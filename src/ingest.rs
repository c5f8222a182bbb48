//! Batch ingestion of export directories into the message store.
//!
//! One ingest run scans a directory, parses every matching export file, and
//! writes records to the store in fixed-size batches. Failures are isolated
//! at file granularity: an unreadable or undecodable file is recorded in the
//! report and the run continues. The only fatal setup error is a missing
//! source directory.
//!
//! # Example
//!
//! ```rust,no_run
//! use std::path::Path;
//!
//! use watilog::ingest::Ingestor;
//! use watilog::store::MessageStore;
//!
//! let mut store = MessageStore::open("watilog.db")?;
//! let report = Ingestor::new().run(Path::new("exports"), &mut store)?;
//! println!(
//!     "{} files, {} messages ({} human)",
//!     report.files_processed, report.messages_ingested, report.human_messages
//! );
//! # Ok::<(), watilog::WatilogError>(())
//! ```

use std::fs;
use std::path::{Path, PathBuf};

use crate::config::{IngestConfig, ParserConfig};
use crate::error::{Result, WatilogError};
use crate::parser::WatiParser;
use crate::record::MessageRecord;
use crate::store::MessageStore;

/// Summary of one ingest run, surfaced to the operator at the end.
#[derive(Debug, Default, Clone)]
pub struct IngestReport {
    /// Files successfully parsed and ingested.
    pub files_processed: usize,
    /// Total records written to the store.
    pub messages_ingested: usize,
    /// Records from identified human senders (status `received`).
    pub human_messages: usize,
    /// Files that could not be read, with the reason. These were skipped;
    /// the rest of the run continued.
    pub skipped: Vec<(PathBuf, String)>,
}

impl IngestReport {
    /// Number of files skipped due to errors.
    #[must_use]
    pub fn files_skipped(&self) -> usize {
        self.skipped.len()
    }

    /// Returns `true` if every candidate file was ingested.
    #[must_use]
    pub fn is_clean(&self) -> bool {
        self.skipped.is_empty()
    }
}

/// Scans a directory of export files and loads them into a store.
pub struct Ingestor {
    parser: WatiParser,
    config: IngestConfig,
}

impl Ingestor {
    /// Creates an ingestor with default parser and ingest settings.
    pub fn new() -> Self {
        Self::with_config(IngestConfig::default())
    }

    /// Creates an ingestor with custom ingest settings.
    pub fn with_config(config: IngestConfig) -> Self {
        Self {
            parser: WatiParser::new(),
            config,
        }
    }

    /// Creates an ingestor with custom parser and ingest settings.
    pub fn with_parser_config(parser: ParserConfig, config: IngestConfig) -> Self {
        Self {
            parser: WatiParser::with_config(parser),
            config,
        }
    }

    /// Returns the ingestor's settings.
    pub fn config(&self) -> &IngestConfig {
        &self.config
    }

    /// Ingests every matching file under `dir` into `store`.
    ///
    /// Files are processed in name order so repeated runs over the same
    /// directory insert records in the same sequence. Records accumulate in
    /// memory and are flushed every [`IngestConfig::batch_size`] records;
    /// secondary indexes are built once after the final flush so the bulk
    /// inserts stay cheap.
    ///
    /// # Errors
    ///
    /// Returns [`WatilogError::SourceDirectory`] if `dir` is missing or not
    /// a directory, or a storage error if a batch write fails. Per-file
    /// read errors are not errors of the run; they are collected in
    /// [`IngestReport::skipped`].
    pub fn run(&self, dir: &Path, store: &mut MessageStore) -> Result<IngestReport> {
        if !dir.is_dir() {
            return Err(WatilogError::source_directory(dir));
        }

        if self.config.truncate {
            store.truncate()?;
        }

        let mut report = IngestReport::default();
        let mut batch: Vec<MessageRecord> = Vec::new();

        for path in self.export_files(dir)? {
            match self.parser.parse_path(&path) {
                Ok(records) => {
                    report.files_processed += 1;
                    report.messages_ingested += records.len();
                    report.human_messages += records.iter().filter(|r| r.is_human()).count();
                    batch.extend(records);
                }
                Err(e) => {
                    report.skipped.push((path, e.to_string()));
                    continue;
                }
            }

            if batch.len() >= self.config.batch_size {
                store.insert_batch(&batch)?;
                batch.clear();
            }
        }

        store.insert_batch(&batch)?;
        store.build_indexes()?;

        Ok(report)
    }

    /// Collects the candidate export files under `dir`, sorted by name.
    fn export_files(&self, dir: &Path) -> Result<Vec<PathBuf>> {
        let suffix = format!(".{}", self.config.extension);
        let mut paths = Vec::new();

        for entry in fs::read_dir(dir)? {
            let entry = entry?;
            if !entry.file_type()?.is_file() {
                continue;
            }
            let name = entry.file_name();
            if let Some(name) = name.to_str() {
                if name.ends_with(&suffix) && !self.is_excluded(name) {
                    paths.push(entry.path());
                }
            }
        }

        paths.sort();
        Ok(paths)
    }

    fn is_excluded(&self, name: &str) -> bool {
        self.config
            .excluded_substrings
            .iter()
            .any(|substring| name.contains(substring.as_str()))
    }
}

impl Default for Ingestor {
    fn default() -> Self {
        Self::new()
    }
}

_ _ _

[Exercise instructions]:
Could the entries above be output once more, exactly as they are?

[Response to the exercise]:
filename src/ingest.rs
repository c5f8222a182bbb48
//! Batch ingestion of export directories into the message store.
//!
//! One ingest run scans a directory, parses every matching export file, and
//! writes records to the store in fixed-size batches. Failures are isolated
//! at file granularity: an unreadable or undecodable file is recorded in the
//! report and the run continues. The only fatal setup error is a missing
//! source directory.
//!
//! # Example
//!
//! ```rust,no_run
//! use std::path::Path;
//!
//! use watilog::ingest::Ingestor;
//! use watilog::store::MessageStore;
//!
//! let mut store = MessageStore::open("watilog.db")?;
//! let report = Ingestor::new().run(Path::new("exports"), &mut store)?;
//! println!(
//!     "{} files, {} messages ({} human)",
//!     report.files_processed, report.messages_ingested, report.human_messages
//! );
//! # Ok::<(), watilog::WatilogError>(())
//! ```

use std::fs;
use std::path::{Path, PathBuf};

use crate::config::{IngestConfig, ParserConfig};
use crate::error::{Result, WatilogError};
use crate::parser::WatiParser;
use crate::record::MessageRecord;
use crate::store::MessageStore;

/// Summary of one ingest run, surfaced to the operator at the end.
#[derive(Debug, Default, Clone)]
pub struct IngestReport {
    /// Files successfully parsed and ingested.
    pub files_processed: usize,
    /// Total records written to the store.
    pub messages_ingested: usize,
    /// Records from identified human senders (status `received`).
    pub human_messages: usize,
    /// Files that could not be read, with the reason. These were skipped;
    /// the rest of the run continued.
    pub skipped: Vec<(PathBuf, String)>,
}

impl IngestReport {
    /// Number of files skipped due to errors.
    #[must_use]
    pub fn files_skipped(&self) -> usize {
        self.skipped.len()
    }

    /// Returns `true` if every candidate file was ingested.
    #[must_use]
    pub fn is_clean(&self) -> bool {
        self.skipped.is_empty()
    }
}

/// Scans a directory of export files and loads them into a store.
pub struct Ingestor {
    parser: WatiParser,
    config: IngestConfig,
}

impl Ingestor {
    /// Creates an ingestor with default parser and ingest settings.
    pub fn new() -> Self {
        Self::with_config(IngestConfig::default())
    }

    /// Creates an ingestor with custom ingest settings.
    pub fn with_config(config: IngestConfig) -> Self {
        Self {
            parser: WatiParser::new(),
            config,
        }
    }

    /// Creates an ingestor with custom parser and ingest settings.
    pub fn with_parser_config(parser: ParserConfig, config: IngestConfig) -> Self {
        Self {
            parser: WatiParser::with_config(parser),
            config,
        }
    }

    /// Returns the ingestor's settings.
    pub fn config(&self) -> &IngestConfig {
        &self.config
    }

    /// Ingests every matching file under `dir` into `store`.
    ///
    /// Files are processed in name order so repeated runs over the same
    /// directory insert records in the same sequence. Records accumulate in
    /// memory and are flushed every [`IngestConfig::batch_size`] records;
    /// secondary indexes are built once after the final flush so the bulk
    /// inserts stay cheap.
    ///
    /// # Errors
    ///
    /// Returns [`WatilogError::SourceDirectory`] if `dir` is missing or not
    /// a directory, or a storage error if a batch write fails. Per-file
    /// read errors are not errors of the run; they are collected in
    /// [`IngestReport::skipped`].
    pub fn run(&self, dir: &Path, store: &mut MessageStore) -> Result<IngestReport> {
        if !dir.is_dir() {
            return Err(WatilogError::source_directory(dir));
        }

        if self.config.truncate {
            store.truncate()?;
        }

        let mut report = IngestReport::default();
        let mut batch: Vec<MessageRecord> = Vec::new();

        for path in self.export_files(dir)? {
            match self.parser.parse_path(&path) {
                Ok(records) => {
                    report.files_processed += 1;
                    report.messages_ingested += records.len();
                    report.human_messages += records.iter().filter(|r| r.is_human()).count();
                    batch.extend(records);
                }
                Err(e) => {
                    report.skipped.push((path, e.to_string()));
                    continue;
                }
            }

            if batch.len() >= self.config.batch_size {
                store.insert_batch(&batch)?;
                batch.clear();
            }
        }

        store.insert_batch(&batch)?;
        store.build_indexes()?;

        Ok(report)
    }

    /// Collects the candidate export files under `dir`, sorted by name.
    fn export_files(&self, dir: &Path) -> Result<Vec<PathBuf>> {
        let suffix = format!(".{}", self.config.extension);
        let mut paths = Vec::new();

        for entry in fs::read_dir(dir)? {
            let entry = entry?;
            if !entry.file_type()?.is_file() {
                continue;
            }
            let name = entry.file_name();
            if let Some(name) = name.to_str() {
                if name.ends_with(&suffix) && !self.is_excluded(name) {
                    paths.push(entry.path());
                }
            }
        }

        paths.sort();
        Ok(paths)
    }

    fn is_excluded(&self, name: &str) -> bool {
        self.config
            .excluded_substrings
            .iter()
            .any(|substring| name.contains(substring.as_str()))
    }
}

impl Default for Ingestor {
    fn default() -> Self {
        Self::new()
    }
}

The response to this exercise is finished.